- Task statement: Only one portion of the data is to be written out: from the line bearing "fn default() ->" through the line bearing "pub fn overview_timeout(&self)". Write it exactly as it appears.

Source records
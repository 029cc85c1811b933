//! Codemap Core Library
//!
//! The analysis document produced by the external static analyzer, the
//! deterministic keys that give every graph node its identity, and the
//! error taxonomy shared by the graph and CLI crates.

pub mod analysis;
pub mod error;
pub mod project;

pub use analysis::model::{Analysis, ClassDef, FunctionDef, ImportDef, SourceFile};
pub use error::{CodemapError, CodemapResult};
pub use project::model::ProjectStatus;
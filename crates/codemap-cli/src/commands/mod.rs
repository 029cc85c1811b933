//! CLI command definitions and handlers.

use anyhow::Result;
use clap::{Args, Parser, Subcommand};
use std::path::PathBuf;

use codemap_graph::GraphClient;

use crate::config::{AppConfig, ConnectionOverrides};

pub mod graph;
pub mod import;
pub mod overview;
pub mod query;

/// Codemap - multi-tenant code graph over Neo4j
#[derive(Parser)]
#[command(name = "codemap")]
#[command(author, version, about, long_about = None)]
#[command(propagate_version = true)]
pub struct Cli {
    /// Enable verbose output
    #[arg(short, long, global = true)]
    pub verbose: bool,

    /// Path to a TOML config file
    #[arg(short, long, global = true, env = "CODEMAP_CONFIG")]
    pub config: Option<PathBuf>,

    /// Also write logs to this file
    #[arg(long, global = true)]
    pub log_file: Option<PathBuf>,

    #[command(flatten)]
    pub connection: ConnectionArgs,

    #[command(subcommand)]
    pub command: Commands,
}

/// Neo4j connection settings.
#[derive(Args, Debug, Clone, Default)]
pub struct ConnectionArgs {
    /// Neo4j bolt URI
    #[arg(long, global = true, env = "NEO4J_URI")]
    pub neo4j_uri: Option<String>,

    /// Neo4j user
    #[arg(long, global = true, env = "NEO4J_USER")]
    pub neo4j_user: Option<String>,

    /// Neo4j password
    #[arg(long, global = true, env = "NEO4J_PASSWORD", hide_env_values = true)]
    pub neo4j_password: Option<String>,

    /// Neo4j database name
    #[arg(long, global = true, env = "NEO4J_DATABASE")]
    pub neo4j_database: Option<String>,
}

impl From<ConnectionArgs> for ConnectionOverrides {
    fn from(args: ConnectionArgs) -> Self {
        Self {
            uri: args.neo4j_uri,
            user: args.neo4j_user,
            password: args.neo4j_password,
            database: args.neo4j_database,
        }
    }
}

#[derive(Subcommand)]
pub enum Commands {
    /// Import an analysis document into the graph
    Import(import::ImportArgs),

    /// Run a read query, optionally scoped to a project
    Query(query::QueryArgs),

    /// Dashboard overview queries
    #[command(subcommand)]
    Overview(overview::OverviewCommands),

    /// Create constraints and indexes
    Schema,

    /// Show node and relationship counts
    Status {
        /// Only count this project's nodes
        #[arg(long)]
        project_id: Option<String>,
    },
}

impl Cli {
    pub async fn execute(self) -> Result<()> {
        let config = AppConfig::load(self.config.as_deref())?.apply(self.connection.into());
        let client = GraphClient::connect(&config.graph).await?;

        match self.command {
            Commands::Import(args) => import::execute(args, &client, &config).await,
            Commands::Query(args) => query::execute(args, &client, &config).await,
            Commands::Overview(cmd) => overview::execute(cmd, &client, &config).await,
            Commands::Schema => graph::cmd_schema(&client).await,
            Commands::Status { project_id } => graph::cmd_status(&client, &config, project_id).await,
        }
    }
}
==
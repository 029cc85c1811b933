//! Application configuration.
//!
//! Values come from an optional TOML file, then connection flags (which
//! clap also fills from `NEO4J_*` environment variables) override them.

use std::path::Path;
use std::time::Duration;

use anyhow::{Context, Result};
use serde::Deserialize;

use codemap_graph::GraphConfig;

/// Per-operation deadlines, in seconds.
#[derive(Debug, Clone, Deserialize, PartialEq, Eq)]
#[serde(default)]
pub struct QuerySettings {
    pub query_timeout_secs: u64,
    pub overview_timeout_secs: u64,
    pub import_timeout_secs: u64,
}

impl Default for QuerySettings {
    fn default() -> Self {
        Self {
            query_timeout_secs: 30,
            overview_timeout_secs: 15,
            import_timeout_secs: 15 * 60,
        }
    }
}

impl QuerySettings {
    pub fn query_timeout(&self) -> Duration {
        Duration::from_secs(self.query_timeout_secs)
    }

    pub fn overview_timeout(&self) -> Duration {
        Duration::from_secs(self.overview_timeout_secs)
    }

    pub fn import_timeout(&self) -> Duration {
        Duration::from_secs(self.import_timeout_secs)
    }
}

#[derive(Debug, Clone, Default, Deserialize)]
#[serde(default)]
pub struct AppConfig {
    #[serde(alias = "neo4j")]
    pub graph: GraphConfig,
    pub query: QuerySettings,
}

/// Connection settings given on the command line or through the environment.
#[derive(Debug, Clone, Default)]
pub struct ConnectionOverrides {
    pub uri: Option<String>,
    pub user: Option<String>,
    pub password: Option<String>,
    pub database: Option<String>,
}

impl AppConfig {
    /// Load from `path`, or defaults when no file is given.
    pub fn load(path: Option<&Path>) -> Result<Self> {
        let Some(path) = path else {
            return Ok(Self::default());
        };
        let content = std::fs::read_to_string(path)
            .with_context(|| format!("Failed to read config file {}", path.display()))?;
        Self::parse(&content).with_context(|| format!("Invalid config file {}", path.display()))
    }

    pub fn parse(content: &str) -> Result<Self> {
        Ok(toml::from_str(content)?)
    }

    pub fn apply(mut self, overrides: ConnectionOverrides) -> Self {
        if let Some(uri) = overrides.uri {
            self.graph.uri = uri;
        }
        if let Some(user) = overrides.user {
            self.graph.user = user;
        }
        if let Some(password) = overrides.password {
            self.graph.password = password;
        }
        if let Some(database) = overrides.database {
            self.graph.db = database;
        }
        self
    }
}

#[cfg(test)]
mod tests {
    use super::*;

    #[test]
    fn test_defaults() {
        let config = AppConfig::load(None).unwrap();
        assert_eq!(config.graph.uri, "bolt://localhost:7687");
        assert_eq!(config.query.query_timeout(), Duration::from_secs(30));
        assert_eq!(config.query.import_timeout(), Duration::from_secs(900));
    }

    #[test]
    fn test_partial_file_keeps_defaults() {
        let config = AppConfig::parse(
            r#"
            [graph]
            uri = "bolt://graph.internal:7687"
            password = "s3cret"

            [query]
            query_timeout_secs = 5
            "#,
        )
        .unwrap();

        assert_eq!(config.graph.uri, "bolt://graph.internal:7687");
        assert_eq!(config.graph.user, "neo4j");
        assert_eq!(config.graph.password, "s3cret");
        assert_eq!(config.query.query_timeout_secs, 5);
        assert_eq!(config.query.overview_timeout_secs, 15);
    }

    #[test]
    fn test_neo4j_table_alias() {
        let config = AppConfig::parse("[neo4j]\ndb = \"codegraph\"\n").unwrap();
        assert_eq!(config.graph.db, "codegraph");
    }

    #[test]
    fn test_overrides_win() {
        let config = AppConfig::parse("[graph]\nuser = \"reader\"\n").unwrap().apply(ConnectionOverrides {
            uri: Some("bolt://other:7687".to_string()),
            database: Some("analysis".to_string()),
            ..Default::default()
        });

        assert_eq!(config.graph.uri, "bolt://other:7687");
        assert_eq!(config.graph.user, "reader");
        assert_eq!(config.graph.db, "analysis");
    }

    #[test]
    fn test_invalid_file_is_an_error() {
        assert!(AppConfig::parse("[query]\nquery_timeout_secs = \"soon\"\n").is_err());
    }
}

- Your response:
    fn default() -> Self {
        Self {
            query_timeout_secs: 30,
            overview_timeout_secs: 15,
            import_timeout_secs: 15 * 60,
        }
    }
}

impl QuerySettings {
    pub fn query_timeout(&self) -> Duration {
        Duration::from_secs(self.query_timeout_secs)
    }

    pub fn overview_timeout(&self) -> Duration {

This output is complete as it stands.